Di fronte ai tempi record della campagna vaccinale, la grande e discussa protagonista rimane la scienza. Perché dobbiamo fidarci di lei?

Fin dai tempi più antichi, l’esigenza di comprendere il mondo che ci circonda – dall’ elemento più piccolo fino al sole, le stelle e l’universo intero – ha spinto l’uomo a cercare di dare delle risposte univoche e fondate alle eterne domande che lo attanagliavano. Conoscere i fenomeni che lo circondavano infatti consentiva non solo di alimentare la sua curiosità ma gli permetteva di progettare una forma di difesa verso quegli eventi inspiegabili, come terremoti, alluvioni, eruzioni vulcaniche, che erano e sono ancora oggi, causa di atroci sofferenze.

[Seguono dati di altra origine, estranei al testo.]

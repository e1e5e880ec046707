mod cli;

use std::io::Write;

use anyhow::{Context, Result};
use clap::Parser;
use tracing_subscriber::EnvFilter;

use docchunk_core::config::{self, DEFAULT_LOG_FILTER};
use docchunk_core::{ChunkedDocument, Config, LogConfig};
use docchunk_ingest::{chunk_text, ChunkConfig, Extractor};

use crate::cli::CliArgs;

fn main() -> Result<()> {
    config::load_dotenv();
    let config = Config::from_env();
    init_tracing(&config.log);

    let args = CliArgs::parse();
    config.log_summary();

    let doc = run(&args)?;
    let json = doc.to_json().context("failed to serialize output")?;

    // stdout carries nothing but the record.
    let mut stdout = std::io::stdout().lock();
    writeln!(stdout, "{json}").context("failed to write output")?;
    stdout.flush().context("failed to write output")?;
    Ok(())
}

/// Logs go to stderr so stdout stays a clean JSON channel.
fn init_tracing(log: &LogConfig) {
    let filter = EnvFilter::try_new(&log.filter).unwrap_or_else(|_| EnvFilter::new(DEFAULT_LOG_FILTER));
    tracing_subscriber::fmt()
        .with_env_filter(filter)
        .with_target(false)
        .with_ansi(log.ansi)
        .with_writer(std::io::stderr)
        .init();
}

fn run(args: &CliArgs) -> Result<ChunkedDocument> {
    let text = Extractor::default()
        .extract(&args.file_path, &args.mime_type)
        .inspect_err(|e| tracing::debug!(kind = e.kind(), error = %e, "extraction failed"))
        .with_context(|| format!("failed to extract text from {}", args.file_path.display()))?;

    let chunks = chunk_text(&text, &ChunkConfig::default());
    let doc = ChunkedDocument::new(text, chunks);
    tracing::info!(
        path = %args.file_path.display(),
        chars = doc.char_count(),
        chunks = doc.chunks.len(),
        "document processed"
    );
    Ok(doc)
}

#[cfg(test)]
mod tests {
    use super::*;
    use std::path::PathBuf;

    fn args(path: PathBuf, mime: &str) -> CliArgs {
        CliArgs {
            file_path: path,
            mime_type: mime.to_string(),
        }
    }

    #[test]
    fn run_produces_text_and_chunks() {
        let dir = tempfile::tempdir().unwrap();
        let path = dir.path().join("in.txt");
        std::fs::write(&path, "x".repeat(1801)).unwrap();

        let doc = run(&args(path, "text/plain")).unwrap();
        assert_eq!(doc.char_count(), 1801);
        let indices: Vec<usize> = doc.chunks.iter().map(|c| c.index).collect();
        assert_eq!(indices, vec![0, 1, 2]);
    }

    #[test]
    fn error_chain_names_path_and_mime() {
        let err = run(&args(PathBuf::from("scan.tiff"), "image/tiff")).unwrap_err();
        let message = format!("{err:#}");
        assert!(message.contains("scan.tiff"));
        assert!(message.contains("Unsupported file type: image/tiff"));
    }

    #[test]
    fn missing_file_is_reported() {
        let err = run(&args(PathBuf::from("/nope/missing.txt"), "text/plain")).unwrap_err();
        assert!(format!("{err:#}").contains("/nope/missing.txt"));
    }
}
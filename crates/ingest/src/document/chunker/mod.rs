//! Fixed-size sliding-window chunking.
//!
//! Splits extracted text into windows of `chunk_size` characters whose starts
//! are `chunk_size - overlap` apart, trimming each window independently.

mod types;
mod window;

pub use types::{ChunkConfig, ChunkConfigError, DEFAULT_CHUNK_SIZE, DEFAULT_OVERLAP};
pub use window::chunk_text;
use docchunk_core::Chunk;

use super::types::ChunkConfig;

/// Split `text` into overlapping windows.
///
/// Window `i` covers characters `[i * step, i * step + chunk_size)`, clipped to
/// the end of the text, and is trimmed of surrounding whitespace on its own.
/// A window that is all whitespace still yields a (empty) chunk. Empty text
/// yields no chunks.
pub fn chunk_text(text: &str, config: &ChunkConfig) -> Vec<Chunk> {
    // Byte offset of every char, plus the end, so windows slice on char
    // boundaries.
    let bounds: Vec<usize> = text
        .char_indices()
        .map(|(i, _)| i)
        .chain(std::iter::once(text.len()))
        .collect();
    let len = bounds.len() - 1;

    let mut chunks = Vec::with_capacity(config.expected_chunks(len));
    let mut start = 0;
    while start < len {
        let end = start + config.chunk_size();
        let window = &text[bounds[start]..bounds[end.min(len)]];
        chunks.push(Chunk::new(chunks.len(), window.trim_matches(is_strip_space)));
        start = end - config.overlap();
    }

    tracing::debug!(
        chars = len,
        chunks = chunks.len(),
        chunk_size = config.chunk_size(),
        overlap = config.overlap(),
        "text chunked"
    );
    chunks
}

/// Characters trimmed from window edges: Unicode whitespace plus the ASCII
/// information separators U+001C to U+001F.
fn is_strip_space(c: char) -> bool {
    c.is_whitespace() || ('\u{1c}'..='\u{1f}').contains(&c)
}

La nascita della “curiosità” scientifica

Le prime argomentazioni riguardo questi fenomeni furono affrontate in una cornice religiosa, mitologica, filosofica. Col progredire della civiltà, con la rivoluzione scientifica e con l’Illuminismo, la curiosità dell’uomo prese una direzione differente: la sua attenzione si spostò non più verso verità assolute, bensì verso l’esamina di fenomeni definibili e separabili. Non bastava semplicemente chiedersi «Che cos’è la vita?», «Cosa c’è sopra di noi?» ma «Quali minuscole particelle compongono ogni essere vivente?», «Come si muovono i pianeti?». Fu proprio così, che nacque la scienza.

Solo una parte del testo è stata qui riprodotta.